Sezgin Ağabey merhaba, misafirimiz olmayı kabul ettiğin için çok teşekkür ederiz. Önce seni tanıyarak başlamak isterim. Sezgin Kaymaz kimdir? Günlük hayatında neler yapar?

Ben de edebiyata kapı açtığınız için size teşekkür ederim. Çok güzel bir iş yapıyorsunuz, elinize sağlık. Dilerim hep yapar, edebiyat severleri kitaplarla, yazarlarla buluşturmaya hep devam edersiniz.

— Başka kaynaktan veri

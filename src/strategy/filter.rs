//! Keyword relevance filter

use crate::types::Category;

/// Terms that mark a sentence as describing trading-strategy design
pub const DEFAULT_KEYWORDS: &[&str] = &[
    "strategy",
    "indicator",
    "trend",
    "moving average",
    "rsi",
    "bollinger bands",
    "entry",
    "exit",
    "signal",
    "stop-loss",
    "take profit",
    "risk management",
    "momentum",
    "position sizing",
    "double bottom",
    "double top",
    "support",
    "resistance",
    "market timing",
    "swing trading",
];

/// Keeps sentences whose lowercase form contains a keyword
#[derive(Debug, Clone)]
pub struct DomainFilter {
    keywords: Vec<String>,
}

impl Default for DomainFilter {
    fn default() -> Self {
        Self::from_list(DEFAULT_KEYWORDS)
    }
}

impl DomainFilter {
    /// Build a filter from a keyword list; keywords are lowercased
    pub fn from_list<S: AsRef<str>>(keywords: &[S]) -> Self {
        let mut keywords: Vec<String> = keywords
            .iter()
            .map(|k| k.as_ref().trim().to_lowercase())
            .filter(|k| !k.is_empty())
            .collect();
        keywords.dedup();
        Self { keywords }
    }

    pub fn keywords(&self) -> &[String] {
        &self.keywords
    }

    pub fn is_relevant(&self, sentence: &str) -> bool {
        let lower = sentence.to_lowercase();
        self.keywords.iter().any(|kw| lower.contains(kw.as_str()))
    }

    /// Relevant sentences in their input order
    pub fn filter<S: AsRef<str>>(&self, sentences: &[S]) -> Vec<String> {
        sentences
            .iter()
            .map(AsRef::as_ref)
            .filter(|s| self.is_relevant(s))
            .map(str::to_string)
            .collect()
    }
}

/// Single words of the default filter keywords and every category keyword
///
/// Multi-word and hyphenated keywords are split into their words.
pub fn domain_terms() -> Vec<&'static str> {
    let mut terms: Vec<&'static str> = DEFAULT_KEYWORDS
        .iter()
        .chain(Category::ALL.iter().flat_map(|c| c.keywords()))
        .copied()
        .flat_map(|kw: &'static str| kw.split(|c: char| c.is_whitespace() || c == '-'))
        .filter(|w| !w.is_empty())
        .collect();
    terms.sort_unstable();
    terms.dedup();
    terms
}

/// Filter `sentences` by an explicit keyword set
pub fn filter<S: AsRef<str>, K: AsRef<str>>(sentences: &[S], keywords: &[K]) -> Vec<String> {
    DomainFilter::from_list(keywords).filter(sentences)
}
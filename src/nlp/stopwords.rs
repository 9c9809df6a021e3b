//! Stopword lists
//!
//! Backed by the `stop-words` crate. Unlike a best-effort filter, an
//! unsupported language is an error: normalization without a stopword list
//! would silently change every downstream score.

use rustc_hash::FxHashSet;
use stop_words::{get, LANGUAGE};

use crate::errors::{Error, Result};

/// A lowercase stopword set
#[derive(Debug, Clone)]
pub struct StopwordFilter {
    stopwords: FxHashSet<String>,
}

impl StopwordFilter {
    /// Load the stopword list for a language code or English name
    pub fn new(language: &str) -> Result<Self> {
        let lang = Self::resolve(language).ok_or_else(|| Error::ModelUnavailable {
            language: language.to_string(),
            reason: "no stopword list for this language".to_string(),
        })?;

        let stopwords: FxHashSet<String> = get(lang).iter().map(|s| s.to_lowercase()).collect();
        if stopwords.is_empty() {
            return Err(Error::ModelUnavailable {
                language: language.to_string(),
                reason: "stopword list is empty".to_string(),
            });
        }

        Ok(Self { stopwords })
    }

    /// Build a filter from an explicit word list
    pub fn from_list(words: &[&str]) -> Self {
        Self {
            stopwords: words.iter().map(|w| w.to_lowercase()).collect(),
        }
    }

    /// A filter that keeps every token
    pub fn empty() -> Self {
        Self {
            stopwords: FxHashSet::default(),
        }
    }

    pub fn add_stopwords(&mut self, words: &[&str]) {
        self.stopwords
            .extend(words.iter().map(|w| w.to_lowercase()));
    }

    pub fn remove_stopwords(&mut self, words: &[&str]) {
        for word in words {
            self.stopwords.remove(&word.to_lowercase());
        }
    }

    /// Case-insensitive membership test
    pub fn is_stopword(&self, word: &str) -> bool {
        self.stopwords.contains(&word.to_lowercase())
    }

    pub fn len(&self) -> usize {
        self.stopwords.len()
    }

    pub fn is_empty(&self) -> bool {
        self.stopwords.is_empty()
    }

    fn resolve(language: &str) -> Option<LANGUAGE> {
        let lang = match language.to_lowercase().as_str() {
            "en" | "english" => LANGUAGE::English,
            "de" | "german" => LANGUAGE::German,
            "fr" | "french" => LANGUAGE::French,
            "es" | "spanish" => LANGUAGE::Spanish,
            "it" | "italian" => LANGUAGE::Italian,
            "pt" | "portuguese" => LANGUAGE::Portuguese,
            "nl" | "dutch" => LANGUAGE::Dutch,
            "ru" | "russian" => LANGUAGE::Russian,
            "sv" | "swedish" => LANGUAGE::Swedish,
            "no" | "norwegian" => LANGUAGE::Norwegian,
            "da" | "danish" => LANGUAGE::Danish,
            "fi" | "finnish" => LANGUAGE::Finnish,
            "hu" | "hungarian" => LANGUAGE::Hungarian,
            "tr" | "turkish" => LANGUAGE::Turkish,
            "pl" | "polish" => LANGUAGE::Polish,
            "ar" | "arabic" => LANGUAGE::Arabic,
            _ => return None,
        };
        Some(lang)
    }
}
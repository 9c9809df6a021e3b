//! Text normalization
//!
//! Cleans raw extracted document text and reduces it to lowercase,
//! alphabetic-only lemmas. Sentence boundaries are kept as single newlines so
//! the ranker can still segment the output.

use std::sync::Arc;

use once_cell::sync::Lazy;
use regex::Regex;

use super::model::LanguageModel;
use super::tokenizer::is_alpha;

static URL_PATTERN: Lazy<Regex> = Lazy::new(|| Regex::new(r"https?://\S+").unwrap());

static BOILERPLATE_PATTERN: Lazy<Regex> =
    Lazy::new(|| Regex::new(r"(?i)Electronic copy available at: .*").unwrap());

// Page numbers: a line holding only digits. Trailing \s* may also swallow
// the line break and following blank lines, which step 4 would collapse anyway.
static PAGE_NUMBER_PATTERN: Lazy<Regex> =
    Lazy::new(|| Regex::new(r"(?m)^[ \t]*\d+\s*$").unwrap());

static NEWLINES_PATTERN: Lazy<Regex> = Lazy::new(|| Regex::new(r"\n+").unwrap());

/// Cleans and lemmatizes document text
#[derive(Debug, Clone)]
pub struct Normalizer {
    model: Arc<LanguageModel>,
}

impl Normalizer {
    pub fn new(model: Arc<LanguageModel>) -> Self {
        Self { model }
    }

    /// Strip URLs, boilerplate and page numbers, then flatten line breaks
    pub fn clean(&self, raw: &str) -> String {
        let text = URL_PATTERN.replace_all(raw, "");
        let text = BOILERPLATE_PATTERN.replace_all(&text, "");
        let text = PAGE_NUMBER_PATTERN.replace_all(&text, "");
        let text = NEWLINES_PATTERN.replace_all(&text, " ");
        text.trim().to_string()
    }

    /// Full normalization: [`clean`](Self::clean), then per sentence drop
    /// stopwords, lemmatize, and keep alphabetic tokens only
    ///
    /// Sentences that end up empty are dropped; the rest are joined with `\n`.
    pub fn normalize(&self, raw: &str) -> String {
        let cleaned = self.clean(raw);

        self.model
            .sentences(&cleaned)
            .iter()
            .map(|sentence| self.lemmatize_sentence(&sentence.text))
            .filter(|s| !s.is_empty())
            .collect::<Vec<_>>()
            .join("\n")
    }

    fn lemmatize_sentence(&self, sentence: &str) -> String {
        let lemmatized = self
            .model
            .words(sentence)
            .filter(|token| !self.model.is_stopword(token))
            .map(|token| self.model.lemma(token))
            .collect::<Vec<_>>()
            .join(" ");

        self.model
            .words(&lemmatized)
            .filter(|token| is_alpha(token))
            .collect::<Vec<_>>()
            .join(" ")
    }
}

/// Normalize with the shared English model
///
/// Fails only when the model cannot be loaded.
pub fn normalize(raw: &str) -> crate::errors::Result<String> {
    Ok(Normalizer::new(LanguageModel::shared()?).normalize(raw))
}

#[cfg(test)]
mod tests {
    use super::*;
    use crate::nlp::stopwords::StopwordFilter;

    fn normalizer() -> Normalizer {
        let model = LanguageModel::load("en")
            .unwrap()
            .with_stopwords(StopwordFilter::from_list(&["the", "a", "at", "is", "when"]));
        Normalizer::new(Arc::new(model))
    }

    #[test]
    fn test_clean_removes_urls_and_boilerplate() {
        let raw = "See https://ssrn.com/abstract=123 for data.\nElectronic copy available at: https://x.y/z\nMore text";
        let cleaned = normalizer().clean(raw);

        assert!(!cleaned.contains("http"));
        assert!(!cleaned.to_lowercase().contains("electronic copy"));
        assert!(cleaned.contains("More text"));
    }

    #[test]
    fn test_clean_removes_page_numbers() {
        let raw = "First page ends here.\n12\nSecond page starts.\n  7  \nDone.";
        let cleaned = normalizer().clean(raw);

        assert_eq!(cleaned, "First page ends here. Second page starts. Done.");
    }

    #[test]
    fn test_clean_keeps_inline_numbers() {
        let cleaned = normalizer().clean("Hold for 12 months.\n");
        assert_eq!(cleaned, "Hold for 12 months.");
    }

    #[test]
    fn test_clean_collapses_newlines() {
        let cleaned = normalizer().clean("alpha\n\n\nbeta\ngamma");
        assert_eq!(cleaned, "alpha beta gamma");
    }

    #[test]
    fn test_normalize_lemmatizes_and_drops_stopwords() {
        let normalized = normalizer().normalize("The strategies bought stocks when prices fell.");
        assert_eq!(normalized, "strategy buy stock price fall");
    }

    #[test]
    fn test_normalize_keeps_only_alphabetic_tokens() {
        let normalized = normalizer().normalize("Set a stop-loss at 5% below RSI14 levels.");
        assert_eq!(normalized, "set stop loss below level");
    }

    #[test]
    fn test_normalize_keeps_sentence_boundaries() {
        let normalized =
            normalizer().normalize("Momentum is strong.\n\n3\nThe trend reverses quickly.");
        assert_eq!(normalized, "momentum strong\ntrend reverse quickly");
        assert!(!normalized.contains("\n\n"));
    }

    #[test]
    fn test_normalize_drops_sentences_left_empty() {
        let normalized = normalizer().normalize("The a. Momentum wins. 42!");
        assert_eq!(normalized, "momentum win");
    }

    #[test]
    fn test_normalize_empty_input() {
        assert_eq!(normalizer().normalize(""), "");
        assert_eq!(normalizer().normalize("https://only.a/url"), "");
    }
}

Kim olduğuma gelirsek… Okul okumayla sıkıntısı olmadığı hâlde, hentbol antrenörlüğü ve onun iş yoğunluğu otomatikman sıkıntı yarattığı için sırasıyla Ankara Üniversitesi Hukuk Fakültesini birinci sınıftan, Ankara 19 Mayıs Spor Akademisini yine birinci sınıftan, Hacettepe Üniversitesi İngiliz Dilbilimini son sınıftan -ki sadece bu okulu Türkçe’den kaldığımı söyledikleri için sinirlenip bıraktım- ve tekrardan Ankara Üniversitesi Hukuk Fakültesi’ni bu defa üçüncü sınıftan terk etmiş bir adamım. 32 yıl kulüp ve milli takım seviyesinde hentbol antrenörlüğü yaptım. Ama otuz ikinci yılımda onu da terk edip voleybola geçtim ve altı buçuk yıl Türkiye Voleybol Federasyonunda İcra Kurulu Koordinatörü olarak görev aldım. Sonra -tabii ki- onu da terk ettim. Ayran gönüllü biri değilim, bu terk edişlerle övünmüyorum, ama şöyle düşünüyorum: Yaptığın işi ya tam yap, ya hiç yapma! Ben, hentbol antrenörlüğüm sırasında “Okulu mu tam okusam, antrenörlüğü mü tam yapsam?” çatalında antrenörlük sapağına sapmışım, cürmüm bundan ibaret. Bu yüzden, bu kadar terke rağmen, önüne geleni terk eden, bundan çarçabuk sıkılıp şuna gönül indiren, şundan da tezcek soğuyup ona yeşillenen adam olarak görmüyorum kendimi. Esasında sevdim mi tam sevmemle, güvendim mi sonuna kadar güvenmemle bilinirim; sevdiklerimi, güvendiklerimi asla terk etmem.

Misâl, eşim Hülya.

Misâl, kırk yıllık, elli yıllık dostlarım.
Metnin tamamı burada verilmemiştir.